Though it’s hardly just American Idol. There’s Deal Or No Deal, where people who’ve never seen 8 bucks in the same location suddenly go apeshit slamming down the pellet bar so they can scream “NO DEAL!” as they reject $85,000. You’d think the prospect of being able to afford dental work, an extra month of Nutrisystem, and a GED would be enticement enough to take the money and run. But no. They came to Hollywood to scream “NO DEAL!” on national television and, dammit, they’re going to do it. Then there’s Celebrity Apprentice, Survivor, Dancing With The Stars, Amazing Race, The Biggest Loser. If there’s a brain cell lurking anywhere in these shows, I guarantee it’s cowering in a corner, fearing for its life.

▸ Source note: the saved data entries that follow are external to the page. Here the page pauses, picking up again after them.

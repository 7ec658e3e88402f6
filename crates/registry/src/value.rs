use std::fmt::Debug;

/// Marker for types that can be stored in a registry.
///
/// Values are shared as `Arc<T>` and compared by identity, never by `Eq`.
pub trait RegistryValue: Debug + Send + Sync + 'static {}

impl<T> RegistryValue for T where T: Debug + Send + Sync + 'static {}

/// Address of a shared value, used as its identity inside a registry.
#[derive(Debug, Clone, Copy, PartialEq, Eq, Hash)]
pub(crate) struct Identity(usize);

impl Identity {
	pub(crate) fn of<T>(value: &T) -> Self {
		Self(std::ptr::from_ref(value).addr())
	}
}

And adjacent are the gossip shows, with their worship of skeletal Britney-types who all look like they haven’t thrown up a good meal in days. And then there’s the breaking news coverage of Britney herself, melting down in public like a Hershey bar on the sidewalk, as we’re fed the daily details of her fate and that of her youngins. You wish there’d be at least one loved one close enough to her to take this poor entertainment unit somewhere to heal, instead of calling Dr. Phil, syndicated life coach, who obviously came a-runnin’ to Cedars as fast as a child molester heads for the schoolyard at recess. My dream is that one day we will come together as a society, as a nation. Black and white, young and old, rich and poor, Democrat and Republican, and hold hands coast to coast in a sign of national unity and say “we don’t give a shit!” Then and only then will things change.

Which brings me around to the WGA strike and the idea that, as horny as network executives are to dispose of writers, they can’t. They need them. Even if they don’t think they do, they do. Even if they think they can turn prime time television into a reality/game show/singing/ dancing/skating/weight loss competition carnival, they can’t. Because they live in the same world. They breathe the same air. They are affected by the same elections. Stupid people don’t just vote for who wins Idol. They vote for President as well. And if those who run the networks keep putting on brain crap just for ratings and annual profitability the net result will be the dumbing down of their own world. You dumb down the audience. You dumb down the electorate. More gossip, game shows and reality, and less real news, news analysis, and original, scripted programming will result in the intellectual fouling of their own nest. Shitting where they eat. Which is something intelligent creatures tend not to do.

Eventually, there’ll be one box in the house. The GoogleBox, or MicrosoftMachine, or whatever it ends up being called. All kinds of entertainment and news will flow through it and we’ll have nothing but choice in what we watch and when we watch it. It will revolutionize the nature of our media experience, but it won’t change the nature of the human experience. Whether it’s world events or personal lives, people will still need to communicate about the experience of being alive and will need something to come out of the box that’s more intelligent than American Idol.

That’s why they need writers.

1 comment:

Eric Scott said...

If all we had to watch was reality shows, there would be no memorable lines to quote when we're discussing our favorite show. We'd be reduced to idiocy like Chris Farley's character on SNL. "Remember when that guy said no deal? That was awesome."